We participated in and provided feedback to the ATO as part of their complaint re-engineering program which followed the completion of a consultant report on the ATO’s complaints handling in August 2011. We continue to encourage the ATO to adopt and implement the recommendations identified in its complaint re-engineering project. In particular to:
- build its analytical capability
- make better use of intelligence from complaints in policy, service design and implementation
- make executive officers accountable for the resolving root-cause of complaints
- undertake more first contact resolution.
Systemic issues
Since 1 July 2011, we have been more proactive in providing feedback at the conclusion of investigations to draw particular issues to the ATO’s attention. For example, we commented on cases where the ATO’s actions had not followed its policy and administrative guidelines. We also made suggestions to the ATO about administrative processes which warranted further consideration or enhancement. In other cases we acknowledged the efforts made by the ATO to provide remedies to problems identified through our investigations.

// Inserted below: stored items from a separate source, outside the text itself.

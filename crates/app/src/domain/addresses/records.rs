//! Address Records

use std::str::FromStr;

use jiff::Timestamp;
use serde::{Deserialize, Serialize};

use crate::{
    domain::{columns::UnknownVariant, users::UserUuid},
    uuids::TypedUuid,
};

/// Address UUID
pub type AddressUuid = TypedUuid<AddressRecord>;

#[derive(Debug, Clone, Copy, PartialEq, Eq, Default, Serialize, Deserialize)]
#[serde(rename_all = "snake_case")]
pub enum AddressKind {
    #[default]
    Home,
    Work,
    Billing,
    Shipping,
    Other,
}

impl AddressKind {
    #[must_use]
    pub const fn as_str(self) -> &'static str {
        match self {
            Self::Home => "home",
            Self::Work => "work",
            Self::Billing => "billing",
            Self::Shipping => "shipping",
            Self::Other => "other",
        }
    }
}

impl FromStr for AddressKind {
    type Err = UnknownVariant;

    fn from_str(value: &str) -> Result<Self, Self::Err> {
        match value {
            "home" => Ok(Self::Home),
            "work" => Ok(Self::Work),
            "billing" => Ok(Self::Billing),
            "shipping" => Ok(Self::Shipping),
            "other" => Ok(Self::Other),
            other => Err(UnknownVariant::new("address kind", other)),
        }
    }
}

/// Which of the two per-user defaults an operation targets.
#[derive(Debug, Clone, Copy, PartialEq, Eq, Serialize, Deserialize)]
#[serde(rename_all = "snake_case")]
pub enum DefaultKind {
    Shipping,
    Billing,
}

impl DefaultKind {
    #[must_use]
    pub const fn as_str(self) -> &'static str {
        match self {
            Self::Shipping => "shipping",
            Self::Billing => "billing",
        }
    }
}

/// Address Record
#[derive(Debug, Clone, PartialEq, Eq, Serialize)]
#[serde(rename_all = "camelCase")]
pub struct AddressRecord {
    pub uuid: AddressUuid,
    pub user_uuid: UserUuid,
    pub kind: AddressKind,
    pub full_name: String,
    pub phone_number: String,
    pub email: Option<String>,
    pub line_1: String,
    pub line_2: Option<String>,
    pub region: String,
    pub landmark: Option<String>,
    pub notes: Option<String>,
    pub is_default_shipping: bool,
    pub is_default_billing: bool,
    pub created_at: Timestamp,
    pub updated_at: Timestamp,
}

impl AddressRecord {
    #[must_use]
    pub fn is_default(&self, kind: DefaultKind) -> bool {
        match kind {
            DefaultKind::Shipping => self.is_default_shipping,
            DefaultKind::Billing => self.is_default_billing,
        }
    }
}
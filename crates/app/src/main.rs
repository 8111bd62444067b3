//! Storefront Application CLI

use std::process::ExitCode;

use clap::Parser;

mod cli;

#[tokio::main]
pub async fn main() -> ExitCode {
    let _env = dotenvy::dotenv();

    match cli::Cli::parse().run().await {
        Ok(()) => ExitCode::SUCCESS,
        Err(error) => {
            eprintln!("{error}");

            ExitCode::FAILURE
        }
    }
}
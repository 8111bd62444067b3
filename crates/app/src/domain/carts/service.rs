//! Carts service.

use async_trait::async_trait;
use mockall::automock;
use rustc_hash::FxHashMap;
use sqlx::{Postgres, Transaction};
use tracing::{Span, debug, info};

use crate::{
    database::Db,
    domain::{
        carts::{
            attributes::{SelectedAttributes, attributes_equal},
            data::NewCartItem,
            errors::CartsServiceError,
            records::{CartItemRecord, CartItemUuid, CartSummary},
            repositories::PgCartItemsRepository,
        },
        products::{
            records::{AttributeValueUuid, ProductRecord, ProductUuid},
            repositories::{PgAttributesRepository, PgProductsRepository},
        },
        users::UserUuid,
    },
};

#[derive(Debug, Clone)]
pub struct PgCartsService {
    db: Db,
    items: PgCartItemsRepository,
    products: PgProductsRepository,
    attributes: PgAttributesRepository,
}

impl PgCartsService {
    #[must_use]
    pub fn new(db: Db) -> Self {
        Self {
            db,
            items: PgCartItemsRepository::new(),
            products: PgProductsRepository::new(),
            attributes: PgAttributesRepository::new(),
        }
    }

    async fn purchasable_product(
        &self,
        tx: &mut Transaction<'_, Postgres>,
        product: ProductUuid,
    ) -> Result<ProductRecord, CartsServiceError> {
        self.products
            .get_products(tx, &[product])
            .await?
            .into_iter()
            .find(ProductRecord::is_available)
            .ok_or(CartsServiceError::ProductUnavailable)
    }

    /// Every selected value must exist, belong to the attribute it was selected for, and that
    /// attribute must be one the product offers.
    async fn validate_attributes(
        &self,
        tx: &mut Transaction<'_, Postgres>,
        product: &ProductRecord,
        selected: &SelectedAttributes,
    ) -> Result<(), CartsServiceError> {
        if selected.is_empty() {
            return Ok(());
        }

        if selected.has_repeated_attribute() {
            return Err(CartsServiceError::InvalidAttributes);
        }

        let value_uuids: Vec<AttributeValueUuid> =
            selected.iter().map(|selected| selected.value_uuid).collect();

        let values: FxHashMap<_, _> = self
            .attributes
            .find_attribute_values(tx, &value_uuids)
            .await?
            .into_iter()
            .map(|value| (value.uuid, value.attribute_uuid))
            .collect();

        let valid = selected.iter().all(|selected| {
            values.get(&selected.value_uuid) == Some(&selected.attribute_uuid)
                && product.has_attribute(selected.attribute_uuid)
        });

        if valid {
            Ok(())
        } else {
            Err(CartsServiceError::InvalidAttributes)
        }
    }
}

#[async_trait]
impl CartsService for PgCartsService {
    #[tracing::instrument(
        name = "carts.service.add_item",
        skip(self, item),
        fields(
            user_uuid = %user,
            product_uuid = %item.product_uuid,
            quantity = item.quantity,
            is_wishlist = item.is_wishlist,
            merged = tracing::field::Empty
        ),
        err
    )]
    async fn add_item(
        &self,
        user: UserUuid,
        item: NewCartItem,
    ) -> Result<CartItemRecord, CartsServiceError> {
        if item.quantity == 0 {
            return Err(CartsServiceError::InvalidData);
        }

        let mut tx = self.db.begin().await?;

        let product = self.purchasable_product(&mut tx, item.product_uuid).await?;

        if item.quantity > product.total_stock {
            return Err(CartsServiceError::QuantityExceedsStock);
        }

        self.validate_attributes(&mut tx, &product, &item.selected_attributes)
            .await?;

        let existing = self
            .items
            .lock_matching_items(&mut tx, user, item.product_uuid, item.is_wishlist)
            .await?
            .into_iter()
            .find(|line| {
                attributes_equal(
                    line.selected_attributes.as_slice(),
                    item.selected_attributes.as_slice(),
                )
            });

        Span::current().record("merged", existing.is_some());

        let line = match existing {
            Some(line) => {
                let quantity = line.quantity.saturating_add(item.quantity);

                if quantity > product.total_stock {
                    return Err(CartsServiceError::QuantityExceedsStock);
                }

                debug!(cart_item_uuid = %line.uuid, quantity, "merging into existing cart line");

                self.items
                    .reprice_cart_item(&mut tx, line.uuid, quantity, product.effective_price())
                    .await?
            }
            None => {
                self.items
                    .create_cart_item(&mut tx, user, item, product.effective_price())
                    .await?
            }
        };

        tx.commit().await?;

        info!(cart_item_uuid = %line.uuid, quantity = line.quantity, "added item to cart");

        Ok(line)
    }

    #[tracing::instrument(
        name = "carts.service.update_quantity",
        skip(self),
        fields(user_uuid = %user, cart_item_uuid = %item),
        err
    )]
    async fn update_quantity(
        &self,
        user: UserUuid,
        item: CartItemUuid,
        quantity: u64,
    ) -> Result<CartItemRecord, CartsServiceError> {
        if quantity == 0 {
            return Err(CartsServiceError::InvalidData);
        }

        let mut tx = self.db.begin().await?;

        let line = self.items.lock_cart_item(&mut tx, user, item).await?;

        let product = self
            .products
            .get_products(&mut tx, &[line.product_uuid])
            .await?
            .into_iter()
            .next()
            .ok_or(CartsServiceError::ProductUnavailable)?;

        if quantity > product.total_stock {
            return Err(CartsServiceError::QuantityExceedsStock);
        }

        let line = self
            .items
            .reprice_cart_item(&mut tx, item, quantity, product.effective_price())
            .await?;

        tx.commit().await?;

        Ok(line)
    }

    #[tracing::instrument(
        name = "carts.service.toggle_wishlist",
        skip(self),
        fields(user_uuid = %user, cart_item_uuid = %item),
        err
    )]
    async fn toggle_wishlist(
        &self,
        user: UserUuid,
        item: CartItemUuid,
    ) -> Result<CartItemRecord, CartsServiceError> {
        let mut tx = self.db.begin().await?;

        let line = self.items.lock_cart_item(&mut tx, user, item).await?;

        let line = self
            .items
            .set_wishlist(&mut tx, item, !line.is_wishlist)
            .await?;

        tx.commit().await?;

        Ok(line)
    }

    #[tracing::instrument(
        name = "carts.service.remove_item",
        skip(self),
        fields(user_uuid = %user, cart_item_uuid = %item),
        err
    )]
    async fn remove_item(&self, user: UserUuid, item: CartItemUuid) -> Result<(), CartsServiceError> {
        let mut tx = self.db.begin().await?;

        let rows_affected = self.items.delete_cart_item(&mut tx, user, item).await?;

        if rows_affected == 0 {
            return Err(CartsServiceError::NotFound);
        }

        tx.commit().await?;

        Ok(())
    }

    #[tracing::instrument(
        name = "carts.service.remove_items",
        skip(self, items),
        fields(user_uuid = %user, requested = items.len()),
        err
    )]
    async fn remove_items(
        &self,
        user: UserUuid,
        items: Vec<CartItemUuid>,
    ) -> Result<u64, CartsServiceError> {
        if items.is_empty() {
            return Err(CartsServiceError::MissingRequiredData);
        }

        let mut tx = self.db.begin().await?;

        let rows_affected = self.items.delete_cart_items(&mut tx, user, &items).await?;

        if rows_affected == 0 {
            return Err(CartsServiceError::NotFound);
        }

        tx.commit().await?;

        Ok(rows_affected)
    }

    #[tracing::instrument(name = "carts.service.clear_cart", skip(self), fields(user_uuid = %user), err)]
    async fn clear_cart(&self, user: UserUuid) -> Result<u64, CartsServiceError> {
        let mut tx = self.db.begin().await?;

        let rows_affected = self.items.clear_cart(&mut tx, user).await?;

        if rows_affected == 0 {
            return Err(CartsServiceError::EmptyCart);
        }

        tx.commit().await?;

        info!(rows_affected, "cleared cart");

        Ok(rows_affected)
    }

    #[tracing::instrument(name = "carts.service.get_summary", skip(self), fields(user_uuid = %user), err)]
    async fn get_summary(
        &self,
        user: UserUuid,
        is_wishlist: bool,
    ) -> Result<CartSummary, CartsServiceError> {
        let mut tx = self.db.begin().await?;

        let lines = self
            .items
            .get_cart_summary(&mut tx, user, is_wishlist)
            .await?;

        tx.commit().await?;

        Ok(CartSummary::from_lines(lines))
    }
}

#[automock]
#[async_trait]
pub trait CartsService: Send + Sync {
    /// Add a product to the cart or wishlist, merging into an existing line with the same
    /// attribute selection.
    async fn add_item(
        &self,
        user: UserUuid,
        item: NewCartItem,
    ) -> Result<CartItemRecord, CartsServiceError>;

    /// Replace a line's quantity, repricing it at the product's current price.
    async fn update_quantity(
        &self,
        user: UserUuid,
        item: CartItemUuid,
        quantity: u64,
    ) -> Result<CartItemRecord, CartsServiceError>;

    /// Move a line between the cart and the wishlist.
    async fn toggle_wishlist(
        &self,
        user: UserUuid,
        item: CartItemUuid,
    ) -> Result<CartItemRecord, CartsServiceError>;

    async fn remove_item(&self, user: UserUuid, item: CartItemUuid) -> Result<(), CartsServiceError>;

    /// Remove several lines at once, returning how many were removed.
    async fn remove_items(
        &self,
        user: UserUuid,
        items: Vec<CartItemUuid>,
    ) -> Result<u64, CartsServiceError>;

    /// Remove every active cart line, leaving the wishlist alone.
    async fn clear_cart(&self, user: UserUuid) -> Result<u64, CartsServiceError>;

    /// Active lines newest first, with item count and subtotal.
    async fn get_summary(
        &self,
        user: UserUuid,
        is_wishlist: bool,
    ) -> Result<CartSummary, CartsServiceError>;
}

Income Tax Refund Integrity program 2011
A significant number of complaints we received this year related to an increase in activity in the ATO’s income tax return integrity (ITRI) checking. For the past three years the ATO has used computer system-generated models to identify, and stop for further checking, income tax returns which display certain indicators.
In 2011 the ATO stopped substantially more returns than it had capacity to process. This resulted in significant delays to taxpayer refunds. The average time until refund for these cases was five months, with 30% taking between six and nine months to conclude. These delays led to a large number of complaints to both the ATO and this office. Once we became aware of the situation we advised taxpayers and tax agents that we were aware of the delays arising from the backlogs, and that it might take the ATO some time to finalise the processing of their tax return. We held regular meetings with the ATO to provide feedback on this issue, and to seek further information based on the complaints that were coming to us; obtain updates on the ATO’s progress in addressing the backlog; and bring to its attention matters that may require priority.

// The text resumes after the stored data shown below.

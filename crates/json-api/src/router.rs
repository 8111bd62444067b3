//! App Router

use salvo::Router;

use crate::{auth, carts, checkouts, dashboard};

/// Every authenticated route. `/admin` additionally requires the admin role.
pub(crate) fn app_router() -> Router {
    Router::new()
        .hoop(auth::middleware::handler)
        .push(cart_router())
        .push(
            Router::with_path("user/checkout")
                .get(checkouts::handlers::list::handler)
                .post(checkouts::handlers::create::handler)
                .push(Router::with_path("cart").post(checkouts::handlers::create_from_cart::handler))
                .push(
                    Router::with_path("{checkout}")
                        .get(checkouts::handlers::get::handler)
                        .push(
                            Router::with_path("coupon/{coupon}")
                                .get(checkouts::handlers::coupon_preview::handler),
                        ),
                ),
        )
        .push(
            Router::with_path("admin")
                .hoop(auth::middleware::require_admin)
                .push(admin_checkout_router()),
        )
}

fn cart_router() -> Router {
    Router::with_path("cart")
        .get(carts::handlers::summary::handler)
        .post(carts::handlers::add::handler)
        .delete(carts::handlers::clear::handler)
        .push(Router::with_path("bulk").delete(carts::handlers::bulk_remove::handler))
        .push(
            Router::with_path("{line}")
                .delete(carts::handlers::remove::handler)
                .push(Router::with_path("quantity").patch(carts::handlers::quantity::handler))
                .push(Router::with_path("wishlist").patch(carts::handlers::wishlist::handler)),
        )
}

fn admin_checkout_router() -> Router {
    Router::with_path("checkout")
        .get(checkouts::admin::list::handler)
        .push(Router::with_path("stats").get(dashboard::stats::handler))
        .push(
            Router::with_path("{checkout}")
                .get(checkouts::admin::get::handler)
                .push(Router::with_path("status/{status}").patch(checkouts::admin::status::handler))
                .push(Router::with_path("payment").patch(checkouts::admin::payment::handler))
                .push(Router::with_path("cancel").patch(checkouts::admin::cancel::handler))
                .push(Router::with_path("history").get(checkouts::admin::history::handler))
                .push(
                    Router::with_path("coupon/{coupon}")
                        .get(checkouts::admin::coupon_preview::handler),
                ),
        )
}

The ATO states that the program resulted in it amending 75% of the returns stopped, which amounted to the protection of revenue estimated at $200 million. We acknowledge the purpose and apparent success of the ITRI program. However, we also note the consequences for taxpayers who were affected by the delays. We provided feedback to the ATO on:
- the need for better communication where the ATO identifies an issue that will impact on taxpayers, for example, the need to notify taxpayers and tax agents of expected delays in the processing of tax returns
- unreasonable delay—lengthy delays were experienced by many taxpayers. We sought an explanation as to why it was necessary to review each of the returns stopped
- the need to provide clearer explanations and reasons in correspondence when adjustments are made to a taxpayer’s return.

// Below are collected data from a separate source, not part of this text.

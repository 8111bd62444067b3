//! Dashboard Records

use serde::Serialize;

use crate::domain::products::records::ProductUuid;

/// Sums of order totals per period.
#[derive(Debug, Clone, Copy, Default, PartialEq, Eq, Serialize)]
#[serde(rename_all = "camelCase")]
pub struct SalesTotals {
    pub today: u64,
    pub yesterday: u64,
    pub this_month: u64,
    pub last_month: u64,
    pub all_time: u64,
}

/// Order counts by workflow status.
#[derive(Debug, Clone, Copy, Default, PartialEq, Eq, Serialize)]
#[serde(rename_all = "camelCase")]
pub struct OrderCounts {
    pub total: u64,
    pub cancelled: u64,
    /// Orders that are pending or processing.
    pub processing: u64,
    pub delivered: u64,
}

/// A best-selling product by order value.
#[derive(Debug, Clone, PartialEq, Serialize)]
#[serde(rename_all = "camelCase")]
pub struct TopProduct {
    pub product_uuid: ProductUuid,
    pub name: String,
    pub sku: String,
    pub image: Option<String>,
    pub total_value: u64,
    pub total_quantity: u64,
    /// Share of the top products' combined value, as a percentage with two decimals.
    pub ratio: f64,
}

#[derive(Debug, Clone, PartialEq, Serialize)]
#[serde(rename_all = "camelCase")]
pub struct DashboardStats {
    pub sales: SalesTotals,
    pub orders: OrderCounts,
    pub top_products: Vec<TopProduct>,
}

/// `value / total × 100` rounded half up to two decimals; zero when `total` is zero.
#[must_use]
pub fn share_of(value: u64, total: u64) -> f64 {
    if total == 0 {
        return 0.0;
    }

    let basis_points = (u128::from(value) * 10_000 + u128::from(total) / 2) / u128::from(total);

    f64::from(u32::try_from(basis_points).unwrap_or(u32::MAX)) / 100.0
}

#[cfg(test)]
mod tests {
    use super::*;

    #[test]
    fn share_rounds_to_two_decimals() {
        assert!((share_of(1, 3) - 33.33).abs() < f64::EPSILON);
        assert!((share_of(2, 3) - 66.67).abs() < f64::EPSILON);
        assert!((share_of(5, 5) - 100.0).abs() < f64::EPSILON);
    }

    #[test]
    fn share_of_nothing_is_zero() {
        assert!(share_of(0, 0).abs() < f64::EPSILON);
    }
}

The ATO conducted a substantial review of its 2011 ITRI program, and has taken into account our feedback in making adjustments to the 2012 ITRI program. We anticipate that these changes will deliver a much improved program and avoid the issues we noticed in 2011.
Departure Prohibition Orders
During the year we investigated four complaints relating to the ATO’s exercise of its power to issue a Departure Prohibition Order (DPO). A DPO prohibits a person who owes a tax debt from leaving Australia. As a result of our investigations the ATO has improved its administrative processes for DPOs, including:
- providing reasons to taxpayers for why a DPO was issued
- providing information on rights of review and appeal in the ATO’s letters to affected taxpayers
- reducing further the number of officers able to issue a DPO and introducing a requirement to seek senior executive level endorsement
- directing decision makers to consider the currency and accuracy of the information they rely on
- reviewing its use of its DPO power at least yearly, and ensuring that all staff delegated to approve and/or issue a DPO undertake refresher training
- assigning a new decision maker when a taxpayer requests a review and imposing a five-day timeframe for those reviews to take place
- undertaking to revise the guidance to officers relating to the issuance of a Departure Authorisation Certificate (DAC).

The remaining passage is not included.